The time a fan asked Mark Cuban how much Helen Keller charged to be his stylist.
The time a reporter asked Jose Canseco to gauge his loyalty to teammates on a 1 to 10 scale.
The time Jon Bon Jovi didn’t like a call against his arena football team. You can refer to Bed of Roses as the gayest song ever written all you want, but DO NOT throw cheap flags against the Philadelphia Soul.
The time a fan asked Mike Vick if there is a correlation between increased bong rips and decreased throwing accuracy. The security guard was really hoping Mike would answer.
The time Amber directed a single digit at Hedo Turkoglu for not calling her after he swore he would.
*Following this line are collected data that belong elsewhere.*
use std::fs;
use std::path::{Path, PathBuf};

use tracing::trace;

use crate::error::{Error, Result};
use crate::hash::Digest;
use crate::obj::{self, Object, ObjType};

/// The loose object store: `{root}/objects/{prefix}/{suffix}`.
///
/// There is no packed-object backend and no multi-backend search loop —
/// delta-compressed packs are out of scope, so every object is loose.
#[derive(Debug, Clone)]
pub struct ObjectStore {
    objects_dir: PathBuf,
}

impl ObjectStore {
    pub fn new(objects_dir: impl Into<PathBuf>) -> Self {
        Self { objects_dir: objects_dir.into() }
    }

    fn path_for(&self, id: Digest) -> PathBuf {
        self.objects_dir.join(id.prefix()).join(id.suffix())
    }

    pub fn exists(&self, id: Digest) -> bool {
        self.path_for(id).is_file()
    }

    /// Read the raw (compressed) bytes stored for `id`.
    pub fn read_raw(&self, id: Digest) -> Result<Vec<u8>> {
        fs::read(self.path_for(id)).map_err(|e| match e.kind() {
            std::io::ErrorKind::NotFound => Error::not_found(format!("object `{id}`")),
            _ => Error::Io(e),
        })
    }

    /// Write the raw (already-compressed) bytes for `id`.
    ///
    /// Idempotent: if the destination already exists the call is a no-op
    /// and does not re-verify content (content addressing means same key
    /// implies same bytes). Writes go to a sibling temp file
    /// first, then are renamed into place, so a concurrent reader never
    /// observes a partially-written object.
    pub fn write_raw(&self, id: Digest, compressed: &[u8]) -> Result<()> {
        if self.exists(id) {
            trace!(%id, "object already present, skipping write");
            return Ok(());
        }
        let dest = self.path_for(id);
        let dir = dest.parent().expect("object path always has a prefix directory");
        fs::create_dir_all(dir)?;

        let tmp = dir.join(format!(".{}.tmp", id.suffix()));
        fs::write(&tmp, compressed)?;
        fs::rename(&tmp, &dest)?;
        trace!(%id, "wrote object");
        Ok(())
    }

    /// Read and fully decode an object.
    pub fn read(&self, id: Digest) -> Result<Object> {
        let raw = self.read_raw(id)?;
        let (obj_type, content) = obj::deserialize(&raw)?;
        Ok(match obj_type {
            ObjType::Blob => Object::Blob(obj::Blob::new(content)),
            ObjType::Tree => Object::Tree(obj::Tree::decode(&content)?),
            ObjType::Commit => Object::Commit(obj::Commit::decode(&content)?),
        })
    }

    /// Encode, compress, and store `content` under `obj_type`, returning its
    /// digest.
    pub fn write(&self, obj_type: ObjType, content: &[u8]) -> Result<Digest> {
        let (id, compressed) = obj::serialize(obj_type, content);
        self.write_raw(id, &compressed)?;
        Ok(id)
    }

    pub fn write_blob(&self, bytes: &[u8]) -> Result<Digest> {
        self.write(ObjType::Blob, bytes)
    }

    pub fn write_tree(&self, tree: &obj::Tree) -> Result<Digest> {
        self.write(ObjType::Tree, &tree.encode())
    }

    pub fn write_commit(&self, commit: &obj::Commit) -> Result<Digest> {
        self.write(ObjType::Commit, &commit.encode())
    }

    pub fn objects_dir(&self) -> &Path {
        &self.objects_dir
    }
}

#[cfg(test)]
mod tests {
    use super::*;

    #[test]
    fn write_then_read_round_trips() {
        let dir = tempfile::tempdir().unwrap();
        let store = ObjectStore::new(dir.path());
        let id = store.write_blob(b"hello").unwrap();
        assert!(store.exists(id));
        let obj = store.read(id).unwrap();
        assert_eq!(obj.into_blob().unwrap().content(), b"hello");
    }

    #[test]
    fn write_is_idempotent() {
        let dir = tempfile::tempdir().unwrap();
        let store = ObjectStore::new(dir.path());
        let id = store.write_blob(b"same content").unwrap();
        store.write_blob(b"same content").unwrap();
        let expected_path = dir.path().join(id.prefix()).join(id.suffix());
        assert!(expected_path.is_file());
        assert_eq!(store.read_raw(id).unwrap(), fs::read(&expected_path).unwrap());
    }

    #[test]
    fn read_missing_is_not_found() {
        let dir = tempfile::tempdir().unwrap();
        let store = ObjectStore::new(dir.path());
        let id = crate::hash::hash_bytes(b"nonexistent");
        assert!(matches!(store.read_raw(id), Err(Error::NotFound(_))));
    }
}
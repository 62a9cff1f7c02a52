use std::io::{Read, Write};

use flate2::read::DeflateDecoder;
use flate2::write::DeflateEncoder;
use flate2::Compression;

use super::ObjType;
use crate::error::{Error, Result};
use crate::hash::{hash_bytes, Digest};

/// Builds the canonical `"{type} {len}\0{content}"` framing and hashes it.
fn canonical_bytes(obj_type: ObjType, content: &[u8]) -> Vec<u8> {
    let header = format!("{obj_type} {}", content.len());
    let mut bytes = Vec::with_capacity(header.len() + 1 + content.len());
    bytes.extend_from_slice(header.as_bytes());
    bytes.push(0);
    bytes.extend_from_slice(content);
    bytes
}

/// The digest of an object is a pure function of its type and content.
pub fn compute_id(obj_type: ObjType, content: &[u8]) -> Digest {
    hash_bytes(canonical_bytes(obj_type, content))
}

/// Frame `content` under `obj_type`'s canonical header and DEFLATE-compress
/// it (raw deflate, no zlib wrapper), returning the digest of the
/// *uncompressed* canonical bytes alongside the compressed bytes ready to be
/// handed to the object store.
pub fn serialize(obj_type: ObjType, content: &[u8]) -> (Digest, Vec<u8>) {
    let canonical = canonical_bytes(obj_type, content);
    let id = hash_bytes(&canonical);
    let mut encoder = DeflateEncoder::new(Vec::new(), Compression::default());
    // writes to a Vec<u8> never fail
    encoder.write_all(&canonical).expect("in-memory deflate write cannot fail");
    let compressed = encoder.finish().expect("in-memory deflate finish cannot fail");
    (id, compressed)
}

/// Inverse of [`serialize`]: decompress, then split the canonical header
/// from its content.
pub fn deserialize(compressed: &[u8]) -> Result<(ObjType, Vec<u8>)> {
    let mut decoder = DeflateDecoder::new(compressed);
    let mut canonical = Vec::new();
    decoder
        .read_to_end(&mut canonical)
        .map_err(|e| Error::MalformedObject(format!("decompression failed: {e}")))?;

    let nul = canonical
        .iter()
        .position(|&b| b == 0)
        .ok_or_else(|| Error::MalformedObject("missing NUL header separator".into()))?;
    let header = std::str::from_utf8(&canonical[..nul])
        .map_err(|_| Error::MalformedObject("header is not valid utf8".into()))?;
    let (type_tok, size_tok) = header
        .split_once(' ')
        .ok_or_else(|| Error::MalformedObject(format!("header `{header}` missing space")))?;
    let obj_type: ObjType = type_tok.parse()?;
    let size: usize = size_tok
        .parse()
        .map_err(|_| Error::MalformedObject(format!("invalid size token `{size_tok}`")))?;

    let content = &canonical[nul + 1..];
    if size > content.len() {
        return Err(Error::MalformedObject(format!(
            "declared length {size} exceeds available content {}",
            content.len()
        )));
    }
    Ok((obj_type, content[..size].to_vec()))
}

#[cfg(test)]
mod tests {
    use super::*;

    #[test]
    fn blob_digest_is_stable() {
        let content = b"Hello, World!";
        assert_eq!(content.len(), 13);
        let id = compute_id(ObjType::Blob, content);
        assert_eq!(id.to_hex().len(), 64);
    }

    #[test]
    fn serialize_then_deserialize_is_identity() {
        let content = b"tree contents go here".to_vec();
        let (id, compressed) = serialize(ObjType::Tree, &content);
        let (ty, decoded) = deserialize(&compressed).unwrap();
        assert_eq!(ty, ObjType::Tree);
        assert_eq!(decoded, content);
        assert_eq!(compute_id(ty, &decoded), id);
    }

    #[test]
    fn rejects_missing_nul() {
        let bogus = {
            let mut e = DeflateEncoder::new(Vec::new(), Compression::default());
            e.write_all(b"blob 13 no nul here").unwrap();
            e.finish().unwrap()
        };
        assert!(matches!(deserialize(&bogus), Err(Error::MalformedObject(_))));
    }

    #[test]
    fn rejects_unknown_type() {
        let bogus = {
            let mut e = DeflateEncoder::new(Vec::new(), Compression::default());
            e.write_all(b"widget 3\0abc").unwrap();
            e.finish().unwrap()
        };
        assert!(matches!(deserialize(&bogus), Err(Error::MalformedObject(_))));
    }

    #[test]
    fn rejects_truncated_content() {
        let bogus = {
            let mut e = DeflateEncoder::new(Vec::new(), Compression::default());
            e.write_all(b"blob 100\0short").unwrap();
            e.finish().unwrap()
        };
        assert!(matches!(deserialize(&bogus), Err(Error::MalformedObject(_))));
    }

    #[test]
    fn rejects_garbage_compression() {
        assert!(matches!(deserialize(b"not deflate data at all"), Err(Error::MalformedObject(_))));
    }
}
Amber’s friend Heather (back right) is supporting her in typical You Go Girl cheerleader fashion.
The time Pat Burrell had finally had enough of the Phillie Phanatic’s antics.
The time retired linebacker Bryan Cox possessed the body of a Louisville lineman.
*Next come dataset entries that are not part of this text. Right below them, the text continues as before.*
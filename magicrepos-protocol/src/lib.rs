//! The framed wire protocol, reachability walk, and server/client session
//! state machines that move objects between two `magicrepos` engines.
//! The bare, working-tree-less repository model the server
//! side operates on lives here too, since nothing outside a session needs it.

pub mod bare_repo;
pub mod frame;
pub mod reachability;
pub mod remote_url;
pub mod session;

pub use bare_repo::BareRepo;
pub use frame::{MessageType, ProtocolRead, ProtocolWrite};
pub use reachability::{collect, collect_all};
pub use remote_url::RemoteUrl;
pub use session::{pull, push, serve};
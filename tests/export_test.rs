//! 結果JSON出力テスト

use serde_json::Value;
use tempfile::tempdir;
use xray_ai_common::{decode_response, Flow};
use xray_ai_rust::export::{load_json, save_json, SavedAnalysis};

const DETECTION_BODY: &str = r#"{
    "detection_id": "a1",
    "result_image": "/results/a1_result.jpg",
    "detections": [
        {"class": "fracture", "confidence": 0.88, "box": {"x1": 1, "y1": 2, "x2": 3, "y2": 4}}
    ]
}"#;

/// 保存したJSONはフロー名・結果・解析日時を含む
#[test]
fn test_saved_json_shape() {
    let dir = tempdir().expect("Failed to create temp dir");
    let path = dir.path().join("result.json");

    let outcome = decode_response(Flow::Detection, 200, DETECTION_BODY.as_bytes()).unwrap();
    let saved = SavedAnalysis::new("wrist.jpg", "http://localhost:8000", outcome);
    save_json(&path, &[saved]).unwrap();

    let json: Value = serde_json::from_str(&std::fs::read_to_string(&path).unwrap()).unwrap();
    let entry = &json[0];
    assert_eq!(entry["flow"], "detection");
    assert_eq!(entry["fileName"], "wrist.jpg");
    assert_eq!(entry["apiUrl"], "http://localhost:8000");
    assert!(entry["analyzedAt"].is_string());
    assert_eq!(entry["outcome"]["flow"], "detection");
    assert_eq!(entry["outcome"]["result"]["detections"][0]["class"], "fracture");
    assert_eq!(entry["outcome"]["result"]["detections"][0]["confidence"], 0.88);
}

/// バッチ結果は1ファイルの配列としてそのまま読み戻せる
#[test]
fn test_batch_round_trip_keeps_order() {
    let dir = tempdir().expect("Failed to create temp dir");
    let path = dir.path().join("batch.json");

    let results: Vec<_> = ["a.jpg", "b.jpg", "c.jpg"]
        .iter()
        .map(|name| {
            let outcome = decode_response(Flow::Detection, 200, br#"{"detections": []}"#).unwrap();
            SavedAnalysis::new(name, "http://localhost:8000", outcome)
        })
        .collect();
    save_json(&path, &results).unwrap();

    let loaded = load_json(&path).unwrap();
    let names: Vec<_> = loaded.iter().map(|r| r.file_name.as_str()).collect();
    assert_eq!(names, vec!["a.jpg", "b.jpg", "c.jpg"]);
}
The time the VCU Ram spotted in the crowd the co-ed who thought she was too good to go home with mascots.
The time the Wyoming coach wasn’t happy about Utah sticking with the deep ball in the 3rd quarter.
The time a reporter asked Mike Vick if Fox News would sound cooler and tougher if they renamed themselves “Fox Newz”. In case you’re wondering, Vick is a big fan of silent communication.
The time #10 broke the unwritten rule of soccer and sold out an opponent for flopping.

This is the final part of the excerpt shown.